### TASK
Reproduce word for word the lines between those holding "is already live." and "budget per epoch.", inclusive, and nothing else from the data below.
[RECORDS SUPPLIED — start]
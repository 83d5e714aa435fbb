use chrono::NaiveDate;
use serde::{Deserialize, Serialize};
use thiserror::Error;

#[derive(Debug, Error)]
pub enum ConfigError {
    #[error("{field} must be >= 1, got {value}")]
    OutOfRange { field: &'static str, value: i64 },

    #[error("networks must contain at least one label")]
    NoNetworks,

    #[error("network label may not be empty")]
    EmptyNetwork,

    #[error("baseline_score must be within [0, 1], got {0}")]
    BaselineOutOfRange(f64),

    #[error("{field} must be a positive duration, got {value}")]
    NonPositiveDuration { field: &'static str, value: f64 },
}

/// How tournament starts are scheduled.
#[derive(Debug, Clone, Copy, PartialEq, Eq, Serialize, Deserialize)]
#[serde(rename_all = "lowercase")]
pub enum ScheduleMode {
    /// Tournaments start only on the administrative trigger.
    Manual,
    /// A new tournament starts at 00:00 UTC each day with the next epoch
    /// number, unless one is already live.
    Daily,
}

impl Default for ScheduleMode {
    fn default() -> Self {
        Self::Manual
    }
}

/// Tournament configuration record. A snapshot is persisted with each
/// tournament, so mid-flight config changes never affect a live cycle.
#[derive(Debug, Clone, Serialize, Deserialize)]
#[serde(deny_unknown_fields)]
pub struct TournamentConfig {
    /// Length of the submission-collection window.
    pub submission_duration_seconds: u64,
    /// Number of testing epochs.
    pub epoch_count: u64,
    /// Wall-clock budget per epoch.
    pub epoch_duration_seconds: u64,
    /// Per-epoch dataset selector; the last entry repeats when
    /// `epoch_count` exceeds its length.
    pub networks: Vec<String>,
    #[serde(default)]
    pub schedule_mode: ScheduleMode,

    /// Measured feature time at or beyond this cap forces a zero
    /// feature-performance sub-score.
    pub feature_time_cap_seconds: f64,
    pub pattern_time_cap_seconds: f64,
    /// Reference times the performance sub-scores are measured against.
    pub baseline_feature_time_seconds: f64,
    pub baseline_pattern_time_seconds: f64,

    /// Sandbox limits, enforced by the host.
    pub memory_limit_bytes: u64,
    pub cpu_cores: f64,
    pub process_limit: u32,
    /// Container wall-clock timeout per run.
    pub run_timeout_seconds: u64,

    /// Final scores above this mark `beat_baseline`.
    pub baseline_score: f64,

    /// Pin every epoch to a fixed dataset date instead of
    /// `started_at.date + epoch_index` days. Dev deployments use this for
    /// reproducibility.
    #[serde(default)]
    pub pin_test_date: Option<NaiveDate>,
}

impl Default for TournamentConfig {
    fn default() -> Self {
        Self {
            submission_duration_seconds: 3600,
            epoch_count: 5,
            epoch_duration_seconds: 7200,
            networks: vec!["torus".to_string()],
            schedule_mode: ScheduleMode::Manual,
            feature_time_cap_seconds: 300.0,
            pattern_time_cap_seconds: 600.0,
            baseline_feature_time_seconds: 30.0,
            baseline_pattern_time_seconds: 120.0,
            memory_limit_bytes: 8 * 1024 * 1024 * 1024,
            cpu_cores: 2.0,
            process_limit: 256,
            run_timeout_seconds: 900,
            baseline_score: 0.5,
            pin_test_date: None,
        }
    }
}

impl TournamentConfig {
    /// Validate every option. Invalid configuration is fatal: the engine
    /// refuses to start a tournament with it.
    pub fn validate(&self) -> Result<(), ConfigError> {
        fn at_least_one(field: &'static str, value: u64) -> Result<(), ConfigError> {
            if value < 1 {
                return Err(ConfigError::OutOfRange {
                    field,
                    value: value as i64,
                });
            }
            Ok(())
        }

        at_least_one("submission_duration_seconds", self.submission_duration_seconds)?;
        at_least_one("epoch_count", self.epoch_count)?;
        at_least_one("epoch_duration_seconds", self.epoch_duration_seconds)?;
        at_least_one("run_timeout_seconds", self.run_timeout_seconds)?;
        at_least_one("memory_limit_bytes", self.memory_limit_bytes)?;
        at_least_one("process_limit", self.process_limit as u64)?;

        if self.networks.is_empty() {
            return Err(ConfigError::NoNetworks);
        }
        if self.networks.iter().any(|n| n.trim().is_empty()) {
            return Err(ConfigError::EmptyNetwork);
        }

        for (field, value) in [
            ("feature_time_cap_seconds", self.feature_time_cap_seconds),
            ("pattern_time_cap_seconds", self.pattern_time_cap_seconds),
            (
                "baseline_feature_time_seconds",
                self.baseline_feature_time_seconds,
            ),
            (
                "baseline_pattern_time_seconds",
                self.baseline_pattern_time_seconds,
            ),
            ("cpu_cores", self.cpu_cores),
        ] {
            if !(value > 0.0) {
                return Err(ConfigError::NonPositiveDuration { field, value });
            }
        }

        if !(0.0..=1.0).contains(&self.baseline_score) {
            return Err(ConfigError::BaselineOutOfRange(self.baseline_score));
        }

        Ok(())
    }

    /// Dataset network for an epoch index; the last entry repeats for
    /// overflow epochs.
    pub fn network_for_epoch(&self, epoch_index: u64) -> &str {
        let idx = (epoch_index as usize).min(self.networks.len() - 1);
        &self.networks[idx]
    }

    /// Dataset date for an epoch index: tournament start date plus the epoch
    /// offset, unless pinned.
    pub fn test_date_for_epoch(&self, started: NaiveDate, epoch_index: u64) -> NaiveDate {
        match self.pin_test_date {
            Some(pinned) => pinned,
            None => started + chrono::Days::new(epoch_index),
        }
    }
}

#[cfg(test)]
mod tests {
    use super::*;

    #[test]
    fn test_default_config_is_valid() {
        TournamentConfig::default().validate().unwrap();
    }

    #[test]
    fn test_rejects_zero_durations() {
        let mut config = TournamentConfig::default();
        config.epoch_count = 0;
        assert!(matches!(
            config.validate(),
            Err(ConfigError::OutOfRange { field: "epoch_count", .. })
        ));

        let mut config = TournamentConfig::default();
        config.submission_duration_seconds = 0;
        assert!(config.validate().is_err());
    }

    #[test]
    fn test_rejects_empty_networks() {
        let mut config = TournamentConfig::default();
        config.networks = vec![];
        assert!(matches!(config.validate(), Err(ConfigError::NoNetworks)));

        config.networks = vec!["torus".into(), "  ".into()];
        assert!(matches!(config.validate(), Err(ConfigError::EmptyNetwork)));
    }

    #[test]
    fn test_rejects_baseline_out_of_range() {
        let mut config = TournamentConfig::default();
        config.baseline_score = 1.5;
        assert!(matches!(
            config.validate(),
            Err(ConfigError::BaselineOutOfRange(_))
        ));
    }

    #[test]
    fn test_unknown_keys_rejected() {
        let value = serde_json::json!({
            "submission_duration_seconds": 60,
            "epoch_count": 3,
            "epoch_duration_seconds": 120,
            "networks": ["torus"],
            "feature_time_cap_seconds": 300.0,
            "pattern_time_cap_seconds": 600.0,
            "baseline_feature_time_seconds": 30.0,
            "baseline_pattern_time_seconds": 120.0,
            "memory_limit_bytes": 1024,
            "cpu_cores": 1.0,
            "process_limit": 64,
            "run_timeout_seconds": 300,
            "baseline_score": 0.5,
            "mystery_knob": 9,
        });
        let parsed: Result<TournamentConfig, _> = serde_json::from_value(value);
        assert!(parsed.is_err());
    }

    #[test]
    fn test_network_selection_repeats_last() {
        let mut config = TournamentConfig::default();
        config.networks = vec!["a".into(), "b".into(), "c".into()];
        config.epoch_count = 5;

        let picked: Vec<&str> = (0..5).map(|e| config.network_for_epoch(e)).collect();
        assert_eq!(picked, vec!["a", "b", "c", "c", "c"]);
    }

    #[test]
    fn test_test_date_offsets_from_start() {
        let config = TournamentConfig::default();
        let start = NaiveDate::from_ymd_opt(2025, 3, 1).unwrap();
        assert_eq!(
            config.test_date_for_epoch(start, 0),
            NaiveDate::from_ymd_opt(2025, 3, 1).unwrap()
        );
        assert_eq!(
            config.test_date_for_epoch(start, 3),
            NaiveDate::from_ymd_opt(2025, 3, 4).unwrap()
        );
    }

    #[test]
    fn test_pinned_test_date_wins() {
        let mut config = TournamentConfig::default();
        let pinned = NaiveDate::from_ymd_opt(2025, 1, 15).unwrap();
        config.pin_test_date = Some(pinned);
        let start = NaiveDate::from_ymd_opt(2025, 3, 1).unwrap();
        assert_eq!(config.test_date_for_epoch(start, 4), pinned);
    }
}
[RECORDS SUPPLIED — finish]
### OUTPUT FOR THIS TASK
    /// number, unless one is already live.
    Daily,
}

impl Default for ScheduleMode {
    fn default() -> Self {
        Self::Manual
    }
}

/// Tournament configuration record. A snapshot is persisted with each
/// tournament, so mid-flight config changes never affect a live cycle.
#[derive(Debug, Clone, Serialize, Deserialize)]
#[serde(deny_unknown_fields)]
pub struct TournamentConfig {
    /// Length of the submission-collection window.
    pub submission_duration_seconds: u64,
    /// Number of testing epochs.
    pub epoch_count: u64,
    /// Wall-clock budget per epoch.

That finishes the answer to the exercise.